In its 2014 budget, the supervisors proposed to place a portion of the $500,000 it expected to receive into the capital reserve fund, as required by Act 13. Other money was budgeted for police, the township’s three fire companies and for equipment purchases.
Chartiers Township, likewise, has realized positive impacts from the impact fees, totaling about $1.9 million over the three years. Its 2014 figure is $608,011.57, second highest in Washington County.
“It’s a higher amount than we received last year, and a pleasant surprise,” said Jodi Noble, township manager. Chartiers, she said Tuesday, got about $578,000 in 2013 and $682,000 in 2012.
Noble said the township had earmarked the impact fee money for infrastructure and capital improvements, with “a good bit of it going to reconstruction of Allison Hollow Road.” She added that the municipality had budgeted about $1 million for the project over the past two years.

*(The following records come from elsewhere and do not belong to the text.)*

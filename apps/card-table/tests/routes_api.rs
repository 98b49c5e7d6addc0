//! REST surface end to end: envelopes, status codes and Problem Details.

mod common;

use actix_web::http::StatusCode;
use actix_web::test;
use card_table::domain::labels;
use card_table_test_support::{assert_problem_details, read_data};
use common::{db, init_app, seed_cards, seed_game, seed_stack, sqlite_state};
use serde_json::{json, Value};

#[actix_web::test]
async fn health_reports_ok() {
    let app = init_app(sqlite_state().await).await;

    let resp = test::call_service(&app, test::TestRequest::get().uri("/health").to_request()).await;
    assert!(resp.headers().contains_key("x-trace-id"));
    let data = read_data(resp, StatusCode::OK).await;

    assert_eq!(data["status"], "ok");
    assert_eq!(data["db"], "ok");
    assert_eq!(data["migrations"], "m20261016_000001_init");
}

#[actix_web::test]
async fn game_lifecycle() {
    let app = init_app(sqlite_state().await).await;

    let req = test::TestRequest::post()
        .uri("/games")
        .set_json(json!({"name": "poker night"}))
        .to_request();
    let game = read_data(test::call_service(&app, req).await, StatusCode::CREATED).await;
    assert_eq!(game["state"], "forming");
    assert_eq!(game["name"], "poker night");
    let id = game["id"].as_i64().expect("numeric id");
    assert!(game["created_at"].as_str().is_some_and(|t| t.contains('T')));

    let req = test::TestRequest::patch()
        .uri(&format!("/games/{id}"))
        .set_json(json!({"state": "playing"}))
        .to_request();
    let patched = read_data(test::call_service(&app, req).await, StatusCode::OK).await;
    assert_eq!(patched["state"], "playing");
    assert_eq!(patched["name"], "poker night");

    let req = test::TestRequest::get().uri("/games?state=playing").to_request();
    let listed = read_data(test::call_service(&app, req).await, StatusCode::OK).await;
    assert_eq!(listed.as_array().map(Vec::len), Some(1));

    let req = test::TestRequest::delete().uri(&format!("/games/{id}")).to_request();
    let resp = test::call_service(&app, req).await;
    assert_eq!(resp.status(), StatusCode::NO_CONTENT);

    let req = test::TestRequest::get().uri(&format!("/games/{id}")).to_request();
    assert_problem_details(
        test::call_service(&app, req).await,
        StatusCode::NOT_FOUND,
        "GAME_NOT_FOUND",
        None,
    )
    .await;

    let req = test::TestRequest::delete().uri(&format!("/games/{id}")).to_request();
    assert_problem_details(
        test::call_service(&app, req).await,
        StatusCode::NOT_FOUND,
        "GAME_NOT_FOUND",
        None,
    )
    .await;
}

#[actix_web::test]
async fn protected_fields_are_not_modifiable() {
    let state = sqlite_state().await;
    let game = seed_game(db(&state)).await;
    let stack = seed_stack(db(&state), game.id, labels::HAND).await;
    let app = init_app(state).await;

    let req = test::TestRequest::post()
        .uri("/games")
        .set_json(json!({"id": 77, "name": "sneaky"}))
        .to_request();
    assert_problem_details(
        test::call_service(&app, req).await,
        StatusCode::BAD_REQUEST,
        "INVALID_PARAMETER",
        Some("not modifiable"),
    )
    .await;

    let req = test::TestRequest::patch()
        .uri(&format!("/stacks/{}", stack.id))
        .set_json(json!({"game_id": game.id}))
        .to_request();
    assert_problem_details(
        test::call_service(&app, req).await,
        StatusCode::BAD_REQUEST,
        "INVALID_PARAMETER",
        Some("game_id"),
    )
    .await;
}

#[actix_web::test]
async fn stacks_and_cards_require_their_parent() {
    let state = sqlite_state().await;
    let game = seed_game(db(&state)).await;
    let app = init_app(state).await;

    let req = test::TestRequest::post()
        .uri("/stacks")
        .set_json(json!({"label": "hand"}))
        .to_request();
    assert_problem_details(
        test::call_service(&app, req).await,
        StatusCode::BAD_REQUEST,
        "MISSING_PARAMETER",
        Some("game_id"),
    )
    .await;

    let req = test::TestRequest::post()
        .uri("/stacks")
        .set_json(json!({"game_id": 4040, "label": "hand"}))
        .to_request();
    assert_problem_details(
        test::call_service(&app, req).await,
        StatusCode::BAD_REQUEST,
        "INVALID_PARAMETER",
        Some("game_id"),
    )
    .await;

    let req = test::TestRequest::post()
        .uri("/stacks")
        .set_json(json!({"game_id": game.id, "owner_id": 3, "label": "hand", "size_visibility": 0}))
        .to_request();
    let stack = read_data(test::call_service(&app, req).await, StatusCode::CREATED).await;
    assert_eq!(stack["game_id"], game.id);
    assert_eq!(stack["owner_id"], 3);
    assert_eq!(stack["size_visibility"], 0);
    assert_eq!(stack["size_limit"], Value::Null);

    let req = test::TestRequest::post()
        .uri("/cards")
        .set_json(json!({"position": 0}))
        .to_request();
    assert_problem_details(
        test::call_service(&app, req).await,
        StatusCode::BAD_REQUEST,
        "MISSING_PARAMETER",
        Some("stack_id"),
    )
    .await;

    let req = test::TestRequest::post()
        .uri("/cards")
        .set_json(json!({"stack_id": stack["id"], "suit": "heart", "rank": "queen", "owner_facing": "up"}))
        .to_request();
    let card = read_data(test::call_service(&app, req).await, StatusCode::CREATED).await;
    assert_eq!(card["owner_facing"], "up");
    assert_eq!(card["other_facing"], "down");
    assert_eq!(card["position"], 0);
}

#[actix_web::test]
async fn create_deck_command_fills_the_stack() {
    let state = sqlite_state().await;
    let game = seed_game(db(&state)).await;
    let stack = seed_stack(db(&state), game.id, labels::DRAW_PILE).await;
    let app = init_app(state).await;

    let req = test::TestRequest::post()
        .uri("/commands")
        .set_json(json!({
            "game_id": game.id,
            "actor_id": 1,
            "operation": "create-deck",
            "changes": format!(r#"{{"stack_id": {}, "ace": "high"}}"#, stack.id),
        }))
        .to_request();
    let command = read_data(test::call_service(&app, req).await, StatusCode::CREATED).await;
    assert_eq!(command["operation"], "create-deck");
    assert_eq!(command["changes"], json!({"stack_id": stack.id, "ace": "high"}));
    assert_eq!(command["cards"].as_array().map(Vec::len), Some(52));

    let req = test::TestRequest::get()
        .uri(&format!("/cards?stack_id={}", stack.id))
        .to_request();
    let cards = read_data(test::call_service(&app, req).await, StatusCode::OK).await;
    let cards = cards.as_array().expect("card list");
    assert_eq!(cards.len(), 52);
    let positions: Vec<i64> = cards.iter().filter_map(|c| c["position"].as_i64()).collect();
    assert_eq!(positions, (0..52).collect::<Vec<_>>());
    assert_eq!(cards[12]["rank"], "ace");
    assert_eq!(cards[12]["rank_value"], 14);
}

#[actix_web::test]
async fn failed_command_leaves_nothing_behind() {
    let state = sqlite_state().await;
    let game = seed_game(db(&state)).await;
    let stack = seed_stack(db(&state), game.id, labels::HAND).await;
    let cards = seed_cards(db(&state), stack.id, 2).await;
    let app = init_app(state).await;

    let req = test::TestRequest::post()
        .uri("/commands")
        .set_json(json!({
            "game_id": game.id,
            "actor_id": 2,
            "operation": "move-cards",
            "changes": {"cards": [
                {"id": cards[0].id, "position": 1},
                {"id": cards[1].id, "updated_at": "2020-01-01T00:00:00Z"},
            ]},
        }))
        .to_request();
    assert_problem_details(
        test::call_service(&app, req).await,
        StatusCode::BAD_REQUEST,
        "INVALID_PARAMETER",
        Some("not modifiable"),
    )
    .await;

    let req = test::TestRequest::get().uri("/commands").to_request();
    let commands = read_data(test::call_service(&app, req).await, StatusCode::OK).await;
    assert_eq!(commands, json!([]));

    let req = test::TestRequest::get()
        .uri(&format!("/cards/{}", cards[0].id))
        .to_request();
    let first = read_data(test::call_service(&app, req).await, StatusCode::OK).await;
    assert_eq!(first["position"], 0);
}

#[actix_web::test]
async fn command_validation_errors() {
    let state = sqlite_state().await;
    let game = seed_game(db(&state)).await;
    let app = init_app(state).await;

    let req = test::TestRequest::post()
        .uri("/commands")
        .set_json(json!({"game_id": game.id, "operation": "no-op", "changes": {}}))
        .to_request();
    assert_problem_details(
        test::call_service(&app, req).await,
        StatusCode::BAD_REQUEST,
        "MISSING_PARAMETER",
        Some("actor_id"),
    )
    .await;

    let req = test::TestRequest::post()
        .uri("/commands")
        .set_json(json!({"game_id": game.id, "actor_id": 1, "operation": "invalid", "changes": "{}"}))
        .to_request();
    assert_problem_details(
        test::call_service(&app, req).await,
        StatusCode::BAD_REQUEST,
        "UNKNOWN_OPERATION",
        Some("invalid"),
    )
    .await;

    let req = test::TestRequest::post()
        .uri("/commands")
        .set_json(json!({"game_id": game.id, "actor_id": 1, "operation": "no-op"}))
        .to_request();
    assert_problem_details(
        test::call_service(&app, req).await,
        StatusCode::BAD_REQUEST,
        "MISSING_PARAMETER",
        Some("changes"),
    )
    .await;

    let req = test::TestRequest::post()
        .uri("/commands")
        .set_json(json!({"game_id": game.id, "actor_id": 1, "operation": "no-op", "changes": "{not json"}))
        .to_request();
    assert_problem_details(
        test::call_service(&app, req).await,
        StatusCode::BAD_REQUEST,
        "INVALID_PARAMETER",
        Some("Invalid JSON"),
    )
    .await;

    let req = test::TestRequest::post()
        .uri("/commands")
        .insert_header(("content-type", "application/json"))
        .set_payload("[1, 2")
        .to_request();
    assert_problem_details(
        test::call_service(&app, req).await,
        StatusCode::BAD_REQUEST,
        "BAD_REQUEST",
        None,
    )
    .await;
}

#[actix_web::test]
async fn commands_keep_their_owner() {
    let state = sqlite_state().await;
    let game = seed_game(db(&state)).await;
    let app = init_app(state).await;

    let req = test::TestRequest::post()
        .uri("/commands")
        .set_json(json!({
            "game_id": game.id,
            "actor_id": 5,
            "operation": "no-op",
            "changes": {"note": "hello"},
            "memo": "first",
        }))
        .to_request();
    let command = read_data(test::call_service(&app, req).await, StatusCode::CREATED).await;
    let id = command["id"].as_i64().expect("numeric id");
    assert!(command.get("cards").is_none());

    let req = test::TestRequest::patch()
        .uri(&format!("/commands/{id}"))
        .set_json(json!({"actor_id": 6}))
        .to_request();
    assert_problem_details(
        test::call_service(&app, req).await,
        StatusCode::BAD_REQUEST,
        "INVALID_PARAMETER",
        Some("not modifiable"),
    )
    .await;

    let req = test::TestRequest::patch()
        .uri(&format!("/commands/{id}"))
        .set_json(json!({"memo": "edited"}))
        .to_request();
    let patched = read_data(test::call_service(&app, req).await, StatusCode::OK).await;
    assert_eq!(patched["memo"], "edited");
    assert_eq!(patched["actor_id"], 5);
    assert_eq!(patched["changes"], json!({"note": "hello"}));

    let req = test::TestRequest::get()
        .uri(&format!("/commands?game_id={}&actor_id=5", game.id))
        .to_request();
    let listed = read_data(test::call_service(&app, req).await, StatusCode::OK).await;
    assert_eq!(listed.as_array().map(Vec::len), Some(1));
}

#[actix_web::test]
async fn deleting_a_parent_removes_its_children() {
    let state = sqlite_state().await;
    let game = seed_game(db(&state)).await;
    let hand = seed_stack(db(&state), game.id, labels::HAND).await;
    let discards = seed_stack(db(&state), game.id, labels::DISCARDS).await;
    seed_cards(db(&state), hand.id, 3).await;
    let kept = seed_cards(db(&state), discards.id, 2).await;
    let app = init_app(state).await;

    let req = test::TestRequest::delete()
        .uri(&format!("/stacks/{}", hand.id))
        .to_request();
    assert_eq!(test::call_service(&app, req).await.status(), StatusCode::NO_CONTENT);

    let req = test::TestRequest::get()
        .uri(&format!("/cards?stack_id={}", hand.id))
        .to_request();
    let orphans = read_data(test::call_service(&app, req).await, StatusCode::OK).await;
    assert_eq!(orphans, json!([]));

    let req = test::TestRequest::get().uri("/cards").to_request();
    let remaining = read_data(test::call_service(&app, req).await, StatusCode::OK).await;
    assert_eq!(remaining.as_array().map(Vec::len), Some(kept.len()));

    let req = test::TestRequest::delete()
        .uri(&format!("/games/{}", game.id))
        .to_request();
    assert_eq!(test::call_service(&app, req).await.status(), StatusCode::NO_CONTENT);

    let req = test::TestRequest::get()
        .uri(&format!("/stacks/{}", discards.id))
        .to_request();
    assert_problem_details(
        test::call_service(&app, req).await,
        StatusCode::NOT_FOUND,
        "STACK_NOT_FOUND",
        None,
    )
    .await;

    let req = test::TestRequest::get().uri("/cards").to_request();
    let remaining = read_data(test::call_service(&app, req).await, StatusCode::OK).await;
    assert_eq!(remaining, json!([]));
}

The fees, Noble said, have been a boost to the community.
“This way, the entire township can benefit from oil and gas activity here and mitigate some of the impact we’ve felt over the years.”
Marcellus Shale Coalition President Dave Spigelmyer echoed that sentiment Tuesday.
“Responsible shale development continues to be an economic lifeline for communities across the entire commonwealth,” he said in a prepared statement. “These disbursements, which have increased more than 10 percent year over year, are providing critical revenues streams directly to local governments as well as for important environmental-focused programs.
“These tens of millions of dollars in increased tax revenues are proof positive that this law is working.”